Abstract
BACKGROUND AND PURPOSE: Epidermal growth factor receptor variant III is a common mutation in glioblastoma, found in approximately 25% of tumors. Epidermal growth factor receptor variant III may accelerate angiogenesis in malignant gliomas. We correlated T1-weighted dynamic contrast-enhanced MR imaging perfusion parameters with epidermal growth factor receptor variant III status.
MATERIALS AND METHODS: Eighty-two consecutive patients with glioblastoma and known epidermal growth factor receptor variant III status who had dynamic contrast-enhanced MR imaging before surgery were evaluated. Volumes of interest were drawn around the entire enhancing tumor on contrast T1-weighted images and then were transferred onto coregistered dynamic contrast-enhanced MR imaging perfusion maps. Histogram analysis with normalization was performed to determine the relative mean, 75th percentile, and 90th percentile values for plasma volume and contrast transfer coefficient. A Wilcoxon rank sum test was applied to assess the relationship between baseline perfusion parameters and positive epidermal growth factor receptor variant III status. The receiver operating characteristic method was used to select the cutoffs of the dynamic contrast-enhanced MR imaging perfusion parameters.
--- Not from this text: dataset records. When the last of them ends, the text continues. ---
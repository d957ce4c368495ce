//! Whole-word search over text content

use super::{SearchOutcome, SearchProcessor};
use crate::content::Content;
use regex::RegexBuilder;

/// Case-insensitive whole-word search reporting occurrence counts
#[derive(Debug, Default)]
pub struct TextSearchProcessor;

impl SearchProcessor for TextSearchProcessor {
    fn name(&self) -> &str {
        "text_search"
    }

    fn is_supported(&self, content: &Content) -> bool {
        matches!(content, Content::Text(_))
    }

    fn search(&self, needle: &str, content: &Content) -> Option<SearchOutcome> {
        let Content::Text(text) = content else {
            return None;
        };

        let pattern = format!(r"\b{}\b", regex::escape(needle));
        let matcher = RegexBuilder::new(&pattern)
            .case_insensitive(true)
            .build()
            .ok()?;

        let count = matcher.find_iter(text).count();
        if count == 0 {
            return None;
        }

        Some(SearchOutcome::Text {
            needle: needle.to_string(),
            count,
        })
    }
}

#[cfg(test)]
mod tests {
    use super::*;

    #[test]
    fn test_whole_word_match() {
        let processor = TextSearchProcessor;
        let content = Content::from("the quick brown fox");

        let outcome = processor.search("quick", &content);
        assert_eq!(
            outcome,
            Some(SearchOutcome::Text { needle: "quick".into(), count: 1 })
        );
    }

    #[test]
    fn test_partial_word_does_not_match() {
        let processor = TextSearchProcessor;
        let content = Content::from("the quick brown fox");

        assert_eq!(processor.search("quic", &content), None);
    }

    #[test]
    fn test_match_is_case_insensitive_and_counted() {
        let processor = TextSearchProcessor;
        let content = Content::from("Fox fox FOX foxes");

        let outcome = processor.search("fox", &content);
        assert_eq!(
            outcome,
            Some(SearchOutcome::Text { needle: "fox".into(), count: 3 }),
            "Only whole-word occurrences should be counted"
        );
    }

    #[test]
    fn test_regex_metacharacters_are_escaped() {
        let processor = TextSearchProcessor;
        let content = Content::from("price is 4.99 today");

        assert!(processor.search("4.99", &content).is_some());
        assert_eq!(
            processor.search("4x99", &content),
            None,
            "The dot in the needle must not act as a wildcard"
        );
    }

    #[test]
    fn test_non_text_content_is_ignored() {
        let processor = TextSearchProcessor;
        let content = Content::Structured(serde_json::json!({"quick": 1}));

        assert!(!processor.is_supported(&content));
        assert_eq!(processor.search("quick", &content), None);
    }
}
RESULTS: Increased relative plasma volume and increased relative contrast transfer coefficient parameters were both significantly associated with positive epidermal growth factor receptor variant III status. For epidermal growth factor receptor variant III–positive tumors, relative plasma volume mean was 9.3 and relative contrast transfer coefficient mean was 6.5; for epidermal growth factor receptor variant III–negative tumors, relative plasma volume mean was 3.6 and relative contrast transfer coefficient mean was 3.7 (relative plasma volume mean, P < .001, and relative contrast transfer coefficient mean, P = .008). The predictive powers of relative plasma volume histogram metrics outperformed those of the relative contrast transfer coefficient histogram metrics (P < = .004).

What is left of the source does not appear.